-------- EXERCISE MATERIAL --------

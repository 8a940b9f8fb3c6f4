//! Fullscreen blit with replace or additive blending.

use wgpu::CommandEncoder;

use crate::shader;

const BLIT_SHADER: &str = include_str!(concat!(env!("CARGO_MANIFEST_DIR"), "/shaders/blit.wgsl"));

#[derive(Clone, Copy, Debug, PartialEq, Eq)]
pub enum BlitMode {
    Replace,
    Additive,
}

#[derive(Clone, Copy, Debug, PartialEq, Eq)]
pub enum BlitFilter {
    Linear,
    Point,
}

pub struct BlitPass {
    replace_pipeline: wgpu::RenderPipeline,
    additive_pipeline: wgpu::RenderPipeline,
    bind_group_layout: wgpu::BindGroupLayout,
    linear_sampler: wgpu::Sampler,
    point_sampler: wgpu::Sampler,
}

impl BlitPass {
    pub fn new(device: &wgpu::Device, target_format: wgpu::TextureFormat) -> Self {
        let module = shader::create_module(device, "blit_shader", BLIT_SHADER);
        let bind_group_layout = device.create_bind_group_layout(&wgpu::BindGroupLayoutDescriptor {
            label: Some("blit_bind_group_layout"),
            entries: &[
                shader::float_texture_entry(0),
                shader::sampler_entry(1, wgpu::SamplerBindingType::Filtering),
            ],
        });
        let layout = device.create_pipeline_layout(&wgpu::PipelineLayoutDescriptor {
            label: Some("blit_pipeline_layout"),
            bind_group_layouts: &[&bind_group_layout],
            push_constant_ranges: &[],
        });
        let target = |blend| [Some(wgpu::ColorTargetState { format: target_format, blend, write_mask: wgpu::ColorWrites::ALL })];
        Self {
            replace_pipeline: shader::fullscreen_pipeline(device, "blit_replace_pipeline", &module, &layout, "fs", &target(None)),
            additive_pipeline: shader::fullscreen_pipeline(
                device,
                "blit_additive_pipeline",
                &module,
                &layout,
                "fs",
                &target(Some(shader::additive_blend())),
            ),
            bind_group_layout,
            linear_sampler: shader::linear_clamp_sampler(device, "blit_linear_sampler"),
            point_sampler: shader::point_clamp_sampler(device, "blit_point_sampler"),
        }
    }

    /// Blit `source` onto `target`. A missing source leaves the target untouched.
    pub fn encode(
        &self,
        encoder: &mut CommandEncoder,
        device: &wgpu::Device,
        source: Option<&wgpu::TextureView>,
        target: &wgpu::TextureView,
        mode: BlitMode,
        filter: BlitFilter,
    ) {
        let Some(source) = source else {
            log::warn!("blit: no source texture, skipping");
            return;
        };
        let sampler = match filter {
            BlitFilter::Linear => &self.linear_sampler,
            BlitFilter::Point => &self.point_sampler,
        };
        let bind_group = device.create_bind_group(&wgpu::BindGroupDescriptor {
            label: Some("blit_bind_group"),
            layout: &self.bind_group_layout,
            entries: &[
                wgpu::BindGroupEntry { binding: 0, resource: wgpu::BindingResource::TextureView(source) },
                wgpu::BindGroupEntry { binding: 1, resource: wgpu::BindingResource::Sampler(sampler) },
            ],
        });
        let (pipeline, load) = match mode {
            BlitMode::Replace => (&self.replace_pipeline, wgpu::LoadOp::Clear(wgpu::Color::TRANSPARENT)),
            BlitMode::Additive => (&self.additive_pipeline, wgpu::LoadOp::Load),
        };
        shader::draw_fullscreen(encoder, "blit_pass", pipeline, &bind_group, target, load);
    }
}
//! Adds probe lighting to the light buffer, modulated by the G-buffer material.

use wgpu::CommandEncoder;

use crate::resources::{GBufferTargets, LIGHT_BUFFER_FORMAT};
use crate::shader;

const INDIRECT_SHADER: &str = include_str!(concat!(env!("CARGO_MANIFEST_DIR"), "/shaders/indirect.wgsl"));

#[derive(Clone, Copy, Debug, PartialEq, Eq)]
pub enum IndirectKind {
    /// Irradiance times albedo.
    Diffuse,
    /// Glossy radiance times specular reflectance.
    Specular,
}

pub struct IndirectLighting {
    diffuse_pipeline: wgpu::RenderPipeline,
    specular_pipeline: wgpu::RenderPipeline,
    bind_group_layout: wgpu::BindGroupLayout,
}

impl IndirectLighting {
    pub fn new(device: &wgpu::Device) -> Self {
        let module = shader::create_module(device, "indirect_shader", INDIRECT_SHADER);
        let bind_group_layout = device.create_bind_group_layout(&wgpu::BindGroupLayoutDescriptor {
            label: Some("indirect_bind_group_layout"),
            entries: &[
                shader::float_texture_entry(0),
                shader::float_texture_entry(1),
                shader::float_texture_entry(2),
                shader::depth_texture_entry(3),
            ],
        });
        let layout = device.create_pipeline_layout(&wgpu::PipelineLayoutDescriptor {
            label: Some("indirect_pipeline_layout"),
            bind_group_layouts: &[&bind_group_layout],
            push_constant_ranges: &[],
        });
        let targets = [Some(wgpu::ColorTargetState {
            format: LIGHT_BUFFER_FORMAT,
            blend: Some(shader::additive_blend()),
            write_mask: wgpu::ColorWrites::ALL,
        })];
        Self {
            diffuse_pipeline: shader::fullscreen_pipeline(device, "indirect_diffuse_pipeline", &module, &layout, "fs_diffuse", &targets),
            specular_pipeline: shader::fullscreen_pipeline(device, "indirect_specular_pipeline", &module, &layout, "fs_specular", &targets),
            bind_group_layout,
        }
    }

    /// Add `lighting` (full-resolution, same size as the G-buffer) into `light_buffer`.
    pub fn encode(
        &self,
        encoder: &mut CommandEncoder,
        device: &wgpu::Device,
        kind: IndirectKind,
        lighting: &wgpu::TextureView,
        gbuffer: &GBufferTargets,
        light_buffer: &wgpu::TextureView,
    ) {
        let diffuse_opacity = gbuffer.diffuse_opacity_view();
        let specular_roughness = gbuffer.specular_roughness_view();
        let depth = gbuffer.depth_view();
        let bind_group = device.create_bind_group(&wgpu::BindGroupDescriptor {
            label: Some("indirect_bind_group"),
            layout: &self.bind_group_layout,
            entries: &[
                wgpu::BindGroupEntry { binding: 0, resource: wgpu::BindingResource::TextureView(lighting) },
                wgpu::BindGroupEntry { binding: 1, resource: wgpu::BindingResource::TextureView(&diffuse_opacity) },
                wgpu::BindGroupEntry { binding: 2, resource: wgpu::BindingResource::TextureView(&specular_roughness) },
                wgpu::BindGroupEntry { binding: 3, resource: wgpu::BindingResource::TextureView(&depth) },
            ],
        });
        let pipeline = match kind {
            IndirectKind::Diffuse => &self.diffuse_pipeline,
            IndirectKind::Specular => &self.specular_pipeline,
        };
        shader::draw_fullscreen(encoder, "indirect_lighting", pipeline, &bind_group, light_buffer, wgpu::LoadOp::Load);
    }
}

--------

> _WHAT YOU SHOULD DO_: Would you please copy out every line of the data exactly?

> _OUTPUT OF THE TASK_:
repository 8a940b9f8fb3c6f4
//! Fullscreen blit with replace or additive blending.

use wgpu::CommandEncoder;

use crate::shader;

const BLIT_SHADER: &str = include_str!(concat!(env!("CARGO_MANIFEST_DIR"), "/shaders/blit.wgsl"));

#[derive(Clone, Copy, Debug, PartialEq, Eq)]
pub enum BlitMode {
    Replace,
    Additive,
}

#[derive(Clone, Copy, Debug, PartialEq, Eq)]
pub enum BlitFilter {
    Linear,
    Point,
}

pub struct BlitPass {
    replace_pipeline: wgpu::RenderPipeline,
    additive_pipeline: wgpu::RenderPipeline,
    bind_group_layout: wgpu::BindGroupLayout,
    linear_sampler: wgpu::Sampler,
    point_sampler: wgpu::Sampler,
}

impl BlitPass {
    pub fn new(device: &wgpu::Device, target_format: wgpu::TextureFormat) -> Self {
        let module = shader::create_module(device, "blit_shader", BLIT_SHADER);
        let bind_group_layout = device.create_bind_group_layout(&wgpu::BindGroupLayoutDescriptor {
            label: Some("blit_bind_group_layout"),
            entries: &[
                shader::float_texture_entry(0),
                shader::sampler_entry(1, wgpu::SamplerBindingType::Filtering),
            ],
        });
        let layout = device.create_pipeline_layout(&wgpu::PipelineLayoutDescriptor {
            label: Some("blit_pipeline_layout"),
            bind_group_layouts: &[&bind_group_layout],
            push_constant_ranges: &[],
        });
        let target = |blend| [Some(wgpu::ColorTargetState { format: target_format, blend, write_mask: wgpu::ColorWrites::ALL })];
        Self {
            replace_pipeline: shader::fullscreen_pipeline(device, "blit_replace_pipeline", &module, &layout, "fs", &target(None)),
            additive_pipeline: shader::fullscreen_pipeline(
                device,
                "blit_additive_pipeline",
                &module,
                &layout,
                "fs",
                &target(Some(shader::additive_blend())),
            ),
            bind_group_layout,
            linear_sampler: shader::linear_clamp_sampler(device, "blit_linear_sampler"),
            point_sampler: shader::point_clamp_sampler(device, "blit_point_sampler"),
        }
    }

    /// Blit `source` onto `target`. A missing source leaves the target untouched.
    pub fn encode(
        &self,
        encoder: &mut CommandEncoder,
        device: &wgpu::Device,
        source: Option<&wgpu::TextureView>,
        target: &wgpu::TextureView,
        mode: BlitMode,
        filter: BlitFilter,
    ) {
        let Some(source) = source else {
            log::warn!("blit: no source texture, skipping");
            return;
        };
        let sampler = match filter {
            BlitFilter::Linear => &self.linear_sampler,
            BlitFilter::Point => &self.point_sampler,
        };
        let bind_group = device.create_bind_group(&wgpu::BindGroupDescriptor {
            label: Some("blit_bind_group"),
            layout: &self.bind_group_layout,
            entries: &[
                wgpu::BindGroupEntry { binding: 0, resource: wgpu::BindingResource::TextureView(source) },
                wgpu::BindGroupEntry { binding: 1, resource: wgpu::BindingResource::Sampler(sampler) },
            ],
        });
        let (pipeline, load) = match mode {
            BlitMode::Replace => (&self.replace_pipeline, wgpu::LoadOp::Clear(wgpu::Color::TRANSPARENT)),
            BlitMode::Additive => (&self.additive_pipeline, wgpu::LoadOp::Load),
        };
        shader::draw_fullscreen(encoder, "blit_pass", pipeline, &bind_group, target, load);
    }
}
//! Adds probe lighting to the light buffer, modulated by the G-buffer material.

use wgpu::CommandEncoder;

use crate::resources::{GBufferTargets, LIGHT_BUFFER_FORMAT};
use crate::shader;

const INDIRECT_SHADER: &str = include_str!(concat!(env!("CARGO_MANIFEST_DIR"), "/shaders/indirect.wgsl"));

#[derive(Clone, Copy, Debug, PartialEq, Eq)]
pub enum IndirectKind {
    /// Irradiance times albedo.
    Diffuse,
    /// Glossy radiance times specular reflectance.
    Specular,
}

pub struct IndirectLighting {
    diffuse_pipeline: wgpu::RenderPipeline,
    specular_pipeline: wgpu::RenderPipeline,
    bind_group_layout: wgpu::BindGroupLayout,
}

impl IndirectLighting {
    pub fn new(device: &wgpu::Device) -> Self {
        let module = shader::create_module(device, "indirect_shader", INDIRECT_SHADER);
        let bind_group_layout = device.create_bind_group_layout(&wgpu::BindGroupLayoutDescriptor {
            label: Some("indirect_bind_group_layout"),
            entries: &[
                shader::float_texture_entry(0),
                shader::float_texture_entry(1),
                shader::float_texture_entry(2),
                shader::depth_texture_entry(3),
            ],
        });
        let layout = device.create_pipeline_layout(&wgpu::PipelineLayoutDescriptor {
            label: Some("indirect_pipeline_layout"),
            bind_group_layouts: &[&bind_group_layout],
            push_constant_ranges: &[],
        });
        let targets = [Some(wgpu::ColorTargetState {
            format: LIGHT_BUFFER_FORMAT,
            blend: Some(shader::additive_blend()),
            write_mask: wgpu::ColorWrites::ALL,
        })];
        Self {
            diffuse_pipeline: shader::fullscreen_pipeline(device, "indirect_diffuse_pipeline", &module, &layout, "fs_diffuse", &targets),
            specular_pipeline: shader::fullscreen_pipeline(device, "indirect_specular_pipeline", &module, &layout, "fs_specular", &targets),
            bind_group_layout,
        }
    }

    /// Add `lighting` (full-resolution, same size as the G-buffer) into `light_buffer`.
    pub fn encode(
        &self,
        encoder: &mut CommandEncoder,
        device: &wgpu::Device,
        kind: IndirectKind,
        lighting: &wgpu::TextureView,
        gbuffer: &GBufferTargets,
        light_buffer: &wgpu::TextureView,
    ) {
        let diffuse_opacity = gbuffer.diffuse_opacity_view();
        let specular_roughness = gbuffer.specular_roughness_view();
        let depth = gbuffer.depth_view();
        let bind_group = device.create_bind_group(&wgpu::BindGroupDescriptor {
            label: Some("indirect_bind_group"),
            layout: &self.bind_group_layout,
            entries: &[
                wgpu::BindGroupEntry { binding: 0, resource: wgpu::BindingResource::TextureView(lighting) },
                wgpu::BindGroupEntry { binding: 1, resource: wgpu::BindingResource::TextureView(&diffuse_opacity) },
                wgpu::BindGroupEntry { binding: 2, resource: wgpu::BindingResource::TextureView(&specular_roughness) },
                wgpu::BindGroupEntry { binding: 3, resource: wgpu::BindingResource::TextureView(&depth) },
            ],
        });
        let pipeline = match kind {
            IndirectKind::Diffuse => &self.diffuse_pipeline,
            IndirectKind::Specular => &self.specular_pipeline,
        };
        shader::draw_fullscreen(encoder, "indirect_lighting", pipeline, &bind_group, light_buffer, wgpu::LoadOp::Load);
    }
}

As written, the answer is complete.